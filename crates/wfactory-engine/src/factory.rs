use std::sync::Arc;

use chrono::Utc;
use futures::FutureExt;
use tokio_util::sync::CancellationToken;
use tracing::{debug, info, instrument, warn};
use wfactory_graph::{MaterializeNotifier, TracingNotifier, materialize};
use wfactory_source::{SourceError, TemplateSource};
use wfactory_template::Template;

use crate::config::FactoryConfig;
use crate::error::FactoryError;
use crate::ledger::{InstanceLedger, InstanceRecord, LedgerSnapshot};
use crate::store::{LoadState, PendingLoad, TemplateStore, WorkflowEntry};

/// Caches templates and materializes instances of them into per-template
/// ledgers.
///
/// Generic over `N: MaterializeNotifier` to choose where materialization
/// events go. `WorkflowFactory::new()` logs them through `tracing`.
pub struct WorkflowFactory<N: MaterializeNotifier = TracingNotifier> {
  source: Arc<dyn TemplateSource>,
  config: FactoryConfig,
  notifier: N,
  store: TemplateStore,
}

impl WorkflowFactory<TracingNotifier> {
  pub fn new(
    source: impl TemplateSource + 'static,
    config: FactoryConfig,
  ) -> Result<Self, FactoryError> {
    Self::with_notifier(source, config, TracingNotifier)
  }
}

impl<N: MaterializeNotifier> WorkflowFactory<N> {
  /// Create a factory with a custom notifier.
  pub fn with_notifier(
    source: impl TemplateSource + 'static,
    config: FactoryConfig,
    notifier: N,
  ) -> Result<Self, FactoryError> {
    config.validate()?;
    Ok(Self {
      source: Arc::new(source),
      config,
      notifier,
      store: TemplateStore::default(),
    })
  }

  /// Names of the templates currently cached.
  pub fn cached_templates(&self) -> Vec<String> {
    self.store.ready_names()
  }

  /// Fetch a template, loading and caching it on first use.
  pub async fn get_template(&self, name: &str) -> Result<Arc<Template>, FactoryError> {
    self
      .get_template_with_cancel(name, CancellationToken::new())
      .await
  }

  /// Fetch a template, giving up when `cancel` fires.
  ///
  /// Concurrent first requests share one load. Cancelling or timing out
  /// only stops this caller from waiting; the load itself carries on and
  /// still populates the cache.
  #[instrument(name = "get_template", skip(self, name, cancel), fields(template = %name))]
  pub async fn get_template_with_cancel(
    &self,
    name: &str,
    cancel: CancellationToken,
  ) -> Result<Arc<Template>, FactoryError> {
    let entry = self.store.entry(name);

    let pending = {
      let mut state = entry.lock();
      let in_flight = match &state.load {
        LoadState::Ready(template) => {
          debug!("template cache hit");
          return Ok(template.clone());
        }
        LoadState::Loading { pending, .. } => Some(pending.clone()),
        LoadState::Absent | LoadState::Failed(_) => None,
      };

      match in_flight {
        Some(pending) => {
          debug!("joining in-flight load");
          pending
        }
        None => {
          state.generation += 1;
          let generation = state.generation;
          let pending = self.start_load(name, entry.clone(), generation);
          state.load = LoadState::Loading {
            generation,
            pending: pending.clone(),
          };
          pending
        }
      }
    };

    self.wait_for_load(name, pending, cancel).await
  }

  /// Materialize a new instance of a loaded template and record it in the
  /// template's ledger. Returns the slot the instance was assigned.
  ///
  /// The template must have been fetched with [`get_template`] first. A
  /// load that is still in flight is waited for.
  ///
  /// [`get_template`]: WorkflowFactory::get_template
  pub async fn create_instance(&self, name: &str, base_url: &str) -> Result<usize, FactoryError> {
    self
      .create_instance_with_cancel(name, base_url, CancellationToken::new())
      .await
  }

  #[instrument(
    name = "create_instance",
    skip(self, name, cancel),
    fields(template = %name)
  )]
  pub async fn create_instance_with_cancel(
    &self,
    name: &str,
    base_url: &str,
    cancel: CancellationToken,
  ) -> Result<usize, FactoryError> {
    let not_loaded = || FactoryError::TemplateNotLoaded {
      name: name.to_string(),
    };

    let entry = self.store.get(name).ok_or_else(not_loaded)?;

    let pending = {
      let state = entry.lock();
      match &state.load {
        LoadState::Ready(template) => Ok(template.clone()),
        LoadState::Loading { pending, .. } => Err(pending.clone()),
        LoadState::Absent | LoadState::Failed(_) => return Err(not_loaded()),
      }
    };

    let template = match pending {
      Ok(template) => template,
      Err(pending) => self.wait_for_load(name, pending, cancel).await?,
    };

    let reservation = {
      let mut state = entry.lock();
      state
        .ledger
        .get_or_insert_with(|| InstanceLedger::new(self.config.ledger_capacity))
        .reserve()
    };
    debug!(
      slot = reservation.slot,
      sequence = reservation.sequence,
      "assigned ledger slot"
    );

    let root_uri = format!("{base_url}/workflow/{name}/instances/{}", reservation.slot);
    let instance = materialize(template.detached(), &root_uri, &self.notifier);

    let record = Arc::new(InstanceRecord {
      slot: reservation.slot,
      sequence: reservation.sequence,
      created_at: Utc::now(),
      instance,
    });

    let published = {
      let mut state = entry.lock();
      state
        .ledger
        .as_mut()
        .is_some_and(|ledger| ledger.publish(record.clone()))
    };

    if published {
      info!(
        slot = record.slot,
        sequence = record.sequence,
        jobs = record.instance.jobs.len(),
        data = record.instance.data.len(),
        uri = %record.instance.uri,
        "created instance"
      );
    } else {
      warn!(
        slot = record.slot,
        sequence = record.sequence,
        "instance superseded by a newer creation before publishing"
      );
    }

    Ok(reservation.slot)
  }

  /// Get the instance stored at `slot` of a template's ledger.
  pub fn get_instance(&self, name: &str, slot: usize) -> Result<Arc<InstanceRecord>, FactoryError> {
    self
      .with_ledger(name, |ledger| ledger.get(slot))?
      .ok_or_else(|| FactoryError::IndexNotFound {
        name: name.to_string(),
        slot,
      })
  }

  /// Snapshot every slot of a template's ledger.
  pub fn get_instance_list(&self, name: &str) -> Result<LedgerSnapshot, FactoryError> {
    self.with_ledger(name, |ledger| ledger.snapshot(name))
  }

  fn with_ledger<T>(
    &self,
    name: &str,
    f: impl FnOnce(&InstanceLedger) -> T,
  ) -> Result<T, FactoryError> {
    let not_found = || FactoryError::NotFound {
      name: name.to_string(),
    };
    let entry = self.store.get(name).ok_or_else(not_found)?;
    let state = entry.lock();
    state.ledger.as_ref().map(f).ok_or_else(not_found)
  }

  /// Spawn a load for `name`. The spawned task records the outcome on the
  /// entry before the returned future resolves. If the task dies first, the
  /// first waiter records the failure instead.
  fn start_load(&self, name: &str, entry: Arc<WorkflowEntry>, generation: u64) -> PendingLoad {
    info!(template = %name, "loading template");

    let source = self.source.clone();
    let capacity = self.config.ledger_capacity;
    let task_name = name.to_string();
    let task_entry = entry.clone();

    let handle = tokio::spawn(async move {
      let result = source.load(&task_name).await.map(Arc::new);
      record_outcome(&task_entry, &task_name, generation, &result, capacity);
      result
    });

    let name = name.to_string();
    async move {
      match handle.await {
        Ok(result) => result,
        Err(e) => {
          let result = Err(SourceError::Io {
            name: name.clone(),
            message: format!("load task failed: {e}"),
          });
          record_outcome(&entry, &name, generation, &result, capacity);
          result
        }
      }
    }
    .boxed()
    .shared()
  }

  async fn wait_for_load(
    &self,
    name: &str,
    pending: PendingLoad,
    cancel: CancellationToken,
  ) -> Result<Arc<Template>, FactoryError> {
    let timeout = self.config.load_timeout();

    tokio::select! {
      biased;
      _ = cancel.cancelled() => Err(FactoryError::Cancelled),
      result = tokio::time::timeout(timeout, pending) => match result {
        Ok(loaded) => loaded.map_err(FactoryError::from),
        Err(_) => {
          warn!(template = %name, timeout_ms = self.config.load_timeout_ms, "gave up waiting for template load");
          Err(FactoryError::LoadTimeout {
            name: name.to_string(),
            timeout_ms: self.config.load_timeout_ms,
          })
        }
      },
    }
  }
}

/// Publish the result of load `generation`, unless the entry has already
/// moved past that load.
fn record_outcome(
  entry: &WorkflowEntry,
  name: &str,
  generation: u64,
  result: &Result<Arc<Template>, SourceError>,
  capacity: usize,
) {
  let mut state = entry.lock();
  let current = matches!(
    state.load,
    LoadState::Loading { generation: g, .. } if g == generation
  );
  if !current {
    debug!(template = %name, generation, "discarding stale load outcome");
    return;
  }

  match result {
    Ok(template) => {
      info!(
        template = %name,
        jobs = template.jobs.len(),
        children = template.children.len(),
        "template loaded"
      );
      state.load = LoadState::Ready(template.clone());
      state
        .ledger
        .get_or_insert_with(|| InstanceLedger::new(capacity));
    }
    Err(e) => {
      warn!(template = %name, error = %e, "template load failed");
      state.load = LoadState::Failed(e.clone());
    }
  }
}
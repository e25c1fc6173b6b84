use std::io::ErrorKind;
use std::path::PathBuf;

use async_trait::async_trait;
use tokio::fs;
use tracing::debug;
use wfactory_template::Template;

use crate::dax::parse_dax;
use crate::error::SourceError;
use crate::source::TemplateSource;

/// Filesystem-based template source.
///
/// Templates are stored as DAX files in a flat directory:
/// ```text
/// {root}/
/// ├── montage.xml
/// └── genome.xml
/// ```
/// The template name is the file stem.
pub struct FsTemplateSource {
  root: PathBuf,
}

impl FsTemplateSource {
  /// Create a new filesystem source at the given root path.
  pub fn new(root: impl Into<PathBuf>) -> Self {
    Self { root: root.into() }
  }

  /// Path of the description for `name`, or `None` if the name could
  /// escape the root directory.
  fn path_for(&self, name: &str) -> Option<PathBuf> {
    let valid = !name.is_empty()
      && !name.starts_with('.')
      && !name.contains(['/', '\\'])
      && !name.contains("..");
    valid.then(|| self.root.join(format!("{name}.xml")))
  }

  /// List the names of all templates in the root directory, sorted.
  pub async fn list(&self) -> Result<Vec<String>, SourceError> {
    let mut names = Vec::new();

    if !self.root.exists() {
      return Ok(names);
    }

    let io_error = |e: std::io::Error| SourceError::Io {
      name: self.root.display().to_string(),
      message: e.to_string(),
    };

    let mut entries = fs::read_dir(&self.root).await.map_err(io_error)?;
    while let Some(entry) = entries.next_entry().await.map_err(io_error)? {
      let path = entry.path();
      if path.extension().is_some_and(|ext| ext == "xml")
        && let Some(stem) = path.file_stem().and_then(|s| s.to_str())
      {
        names.push(stem.to_string());
      }
    }

    names.sort();
    Ok(names)
  }
}

#[async_trait]
impl TemplateSource for FsTemplateSource {
  async fn load(&self, name: &str) -> Result<Template, SourceError> {
    let path = self.path_for(name).ok_or_else(|| SourceError::NotFound {
      name: name.to_string(),
      path: format!("invalid template name under {}", self.root.display()),
    })?;

    let bytes = fs::read(&path).await.map_err(|e| match e.kind() {
      ErrorKind::NotFound => SourceError::NotFound {
        name: name.to_string(),
        path: path.display().to_string(),
      },
      _ => SourceError::Io {
        name: name.to_string(),
        message: format!("{}: {e}", path.display()),
      },
    })?;

    let content = String::from_utf8(bytes).map_err(|e| {
      SourceError::parse(
        name,
        format!(
          "{}: not valid UTF-8 at byte {}",
          path.display(),
          e.utf8_error().valid_up_to()
        ),
      )
    })?;

    debug!(template = %name, path = %path.display(), bytes = content.len(), "parsing template");
    parse_dax(name, &content)
  }
}
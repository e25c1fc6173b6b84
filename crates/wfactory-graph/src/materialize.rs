//! Instance materialization.
//!
//! Turns a detached template into an [`Instance`] in five ordered passes:
//!
//! ```text
//! 1. jobs      job_id, status, uri, parents, usage status
//! 2. outputs   one data node per output usage (no de-duplication)
//! 3. inputs    attach consumers by file name, or create producer-less nodes
//! 4. ids       data node id/uri in discovery order
//! 5. links     stamp each usage with its data node id/uri
//! ```
//!
//! A data node's identity is its file name. Declared sizes are carried but
//! never compared for identity; a differing size is reported to the
//! notifier as [`MaterializeEvent::SizeMismatch`].

use tracing::debug;
use wfactory_template::{Link, ParentRef, Template};

use crate::events::{MaterializeEvent, MaterializeNotifier};
use crate::instance::{DataNode, Instance, InstanceStatus, JobNode, JobRef, JobStatus, UsageNode};

/// A data node before identifier assignment.
struct PendingData {
  name: String,
  size: Option<u64>,
  from: Vec<JobRef>,
  to: Vec<JobRef>,
}

/// Build an instance graph from a template copy.
///
/// `root_uri` is used verbatim as the instance uri and as the prefix of
/// every job and data uri.
pub fn materialize(
  mut template: Template,
  root_uri: &str,
  notifier: &dyn MaterializeNotifier,
) -> Instance {
  let mut jobs = enrich_jobs(&mut template, root_uri);
  let mut pending = discover_outputs(&jobs);
  resolve_inputs(&jobs, &mut pending, notifier);
  let data = assign_identifiers(pending, root_uri);
  link_usages(&mut jobs, &data);

  debug!(
    template = %template.name,
    uri = %root_uri,
    jobs = jobs.len(),
    data = data.len(),
    "instance materialized"
  );

  Instance {
    template: template.name,
    uri: root_uri.to_string(),
    status: InstanceStatus::Ready,
    remaining_jobs: jobs.len(),
    jobs,
    data,
  }
}

fn enrich_jobs(template: &mut Template, root_uri: &str) -> Vec<JobNode> {
  let descriptors = std::mem::take(&mut template.jobs);

  descriptors
    .into_iter()
    .enumerate()
    .map(|(index, job)| {
      let job_id = index + 1;
      let parents = template.parents_of(&job.id).map(<[ParentRef]>::to_vec);

      JobNode {
        id: job.id,
        job_id,
        name: job.name,
        status: JobStatus::Waiting,
        uri: format!("{root_uri}/task-{job_id}"),
        parents,
        attributes: job.attributes,
        uses: job.uses.into_iter().map(UsageNode::from).collect(),
      }
    })
    .collect()
}

fn discover_outputs(jobs: &[JobNode]) -> Vec<PendingData> {
  let mut pending = Vec::new();

  for job in jobs {
    for usage in job.uses.iter().filter(|u| u.link == Link::Output) {
      pending.push(PendingData {
        name: usage.file.clone(),
        size: usage.size,
        from: vec![job.reference()],
        to: Vec::new(),
      });
    }
  }

  pending
}

fn resolve_inputs(
  jobs: &[JobNode],
  pending: &mut Vec<PendingData>,
  notifier: &dyn MaterializeNotifier,
) {
  for job in jobs {
    for usage in job.uses.iter().filter(|u| u.link == Link::Input) {
      // Later discoveries shadow earlier ones with the same name.
      let index = match pending.iter().rposition(|d| d.name == usage.file) {
        Some(index) => {
          let recorded = pending[index].size;
          if let (Some(a), Some(b)) = (recorded, usage.size)
            && a != b
          {
            notifier.notify(MaterializeEvent::SizeMismatch {
              file: usage.file.clone(),
              recorded,
              declared: usage.size,
              job_id: job.job_id,
            });
          }
          index
        }
        None => {
          notifier.notify(MaterializeEvent::OrphanInput {
            file: usage.file.clone(),
            job_id: job.job_id,
          });
          pending.push(PendingData {
            name: usage.file.clone(),
            size: usage.size,
            from: Vec::new(),
            to: Vec::new(),
          });
          pending.len() - 1
        }
      };

      pending[index].to.push(job.reference());
    }
  }
}

fn assign_identifiers(pending: Vec<PendingData>, root_uri: &str) -> Vec<DataNode> {
  pending
    .into_iter()
    .enumerate()
    .map(|(index, data)| {
      let id = index + 1;
      DataNode {
        id,
        uri: format!("{root_uri}/data-{id}"),
        name: data.name,
        size: data.size,
        from: data.from,
        to: data.to,
      }
    })
    .collect()
}

fn link_usages(jobs: &mut [JobNode], data: &[DataNode]) {
  for node in data {
    for consumer in &node.to {
      stamp(jobs, consumer.job_id, Link::Input, node);
    }
    for producer in &node.from {
      stamp(jobs, producer.job_id, Link::Output, node);
    }
  }
}

fn stamp(jobs: &mut [JobNode], job_id: usize, link: Link, node: &DataNode) {
  let Some(job) = job_id.checked_sub(1).and_then(|i| jobs.get_mut(i)) else {
    return;
  };

  for usage in job
    .uses
    .iter_mut()
    .filter(|u| u.link == link && u.file == node.name)
  {
    usage.id = Some(node.id);
    usage.uri = Some(node.uri.clone());
  }
}
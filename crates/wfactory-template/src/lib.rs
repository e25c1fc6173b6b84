//! wfactory Template
//!
//! This crate contains the typed workflow template model for wfactory.
//! A template is the parsed form of a static workflow description (a Pegasus
//! DAX file): an ordered list of jobs with the files they use, and an ordered
//! list of child entries naming each job's parents.
//!
//! Templates are produced by a `TemplateSource` and are never mutated once
//! cached. Every instance is materialized from its own deep copy, obtained
//! with [`Template::detached`].

mod child;
mod job;
mod template;

pub use child::{ChildDescriptor, ParentRef};
pub use job::{JobDescriptor, Link, UsageDeclaration};
pub use template::Template;

/// Passthrough XML attributes that carry no meaning for materialization.
pub type Attributes = std::collections::BTreeMap<String, String>;
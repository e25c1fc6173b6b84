//! Factory errors.

use wfactory_source::SourceError;

/// Errors returned by the workflow factory.
#[derive(Debug, thiserror::Error)]
pub enum FactoryError {
  /// No description exists for the name, or no instance was ever
  /// recorded under it.
  #[error("template '{name}' not found")]
  NotFound { name: String },

  /// The description is malformed.
  #[error("failed to parse template '{name}': {message}")]
  Parse { name: String, message: String },

  /// The description could not be read.
  #[error("failed to read template '{name}': {message}")]
  Io { name: String, message: String },

  /// An instance was requested before the template was fetched, or after
  /// its last fetch failed.
  #[error("template '{name}' is not loaded")]
  TemplateNotLoaded { name: String },

  /// The slot is out of range or has never held an instance.
  #[error("no instance of '{name}' at slot {slot}")]
  IndexNotFound { name: String, slot: usize },

  /// Waiting for an in-flight load took longer than the configured bound.
  #[error("timed out after {timeout_ms}ms waiting for template '{name}'")]
  LoadTimeout { name: String, timeout_ms: u64 },

  /// The caller cancelled the operation.
  #[error("operation cancelled")]
  Cancelled,

  /// Configuration is unusable.
  #[error("invalid configuration: {message}")]
  InvalidConfig { message: String },
}

impl From<SourceError> for FactoryError {
  fn from(err: SourceError) -> Self {
    match err {
      SourceError::NotFound { name, .. } => FactoryError::NotFound { name },
      SourceError::Parse { name, message } => FactoryError::Parse { name, message },
      SourceError::Io { name, message } => FactoryError::Io { name, message },
    }
  }
}
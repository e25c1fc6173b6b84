use thiserror::Error;

/// Errors that can occur when loading a template.
///
/// Cloneable so that one load result can be handed to every caller waiting
/// on the same load.
#[derive(Debug, Clone, PartialEq, Eq, Error)]
pub enum SourceError {
  /// No description exists for the name.
  #[error("template not found: {name} ({path})")]
  NotFound { name: String, path: String },

  /// The description exists but is malformed.
  #[error("failed to parse template '{name}': {message}")]
  Parse { name: String, message: String },

  /// The description could not be read.
  #[error("failed to read template '{name}': {message}")]
  Io { name: String, message: String },
}

impl SourceError {
  pub(crate) fn parse(name: &str, message: impl Into<String>) -> Self {
    SourceError::Parse {
      name: name.to_string(),
      message: message.into(),
    }
  }
}
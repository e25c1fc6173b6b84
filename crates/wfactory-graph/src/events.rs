//! Materialization events and notifiers.
//!
//! The materializer reports noteworthy but non-fatal observations through a
//! [`MaterializeNotifier`] so that callers can log, collect, or ignore them.

use serde::{Deserialize, Serialize};
use tokio::sync::mpsc;
use tracing::{debug, warn};

/// Events emitted while an instance graph is built.
#[derive(Debug, Clone, PartialEq, Eq, Serialize, Deserialize)]
#[serde(tag = "event", rename_all = "snake_case")]
pub enum MaterializeEvent {
  /// An input matched an existing data node by name, but the declared sizes
  /// differ. The two are still treated as the same artifact.
  SizeMismatch {
    file: String,
    recorded: Option<u64>,
    declared: Option<u64>,
    job_id: usize,
  },

  /// An input has no producer in the template (a pre-existing file).
  OrphanInput { file: String, job_id: usize },
}

/// Trait for receiving materialization events.
pub trait MaterializeNotifier: Send + Sync {
  /// Called for each event, synchronously, during materialization.
  fn notify(&self, event: MaterializeEvent);
}

/// A no-op notifier that discards all events.
#[derive(Debug, Clone, Default)]
pub struct NoopNotifier;

impl MaterializeNotifier for NoopNotifier {
  fn notify(&self, _event: MaterializeEvent) {}
}

/// Logs events through `tracing`: size mismatches as warnings, orphan
/// inputs at debug level.
#[derive(Debug, Clone, Default)]
pub struct TracingNotifier;

impl MaterializeNotifier for TracingNotifier {
  fn notify(&self, event: MaterializeEvent) {
    match event {
      MaterializeEvent::SizeMismatch {
        file,
        recorded,
        declared,
        job_id,
      } => {
        warn!(
          file = %file,
          recorded = ?recorded,
          declared = ?declared,
          job_id,
          "file name reused with a different size, treating as the same artifact"
        );
      }
      MaterializeEvent::OrphanInput { file, job_id } => {
        debug!(file = %file, job_id, "input has no producer");
      }
    }
  }
}

/// A notifier that sends events to an unbounded channel.
#[derive(Debug, Clone)]
pub struct ChannelNotifier {
  sender: mpsc::UnboundedSender<MaterializeEvent>,
}

impl ChannelNotifier {
  /// Create a new channel notifier.
  pub fn new(sender: mpsc::UnboundedSender<MaterializeEvent>) -> Self {
    Self { sender }
  }
}

impl MaterializeNotifier for ChannelNotifier {
  fn notify(&self, event: MaterializeEvent) {
    // Receiver may have been dropped
    let _ = self.sender.send(event);
  }
}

........

## Problem description
Your answer should be every line above that contains the word "Option".

## Result
  fn path_for(&self, name: &str) -> Option<PathBuf> {
  size: Option<u64>,
    recorded: Option<u64>,
    declared: Option<u64>,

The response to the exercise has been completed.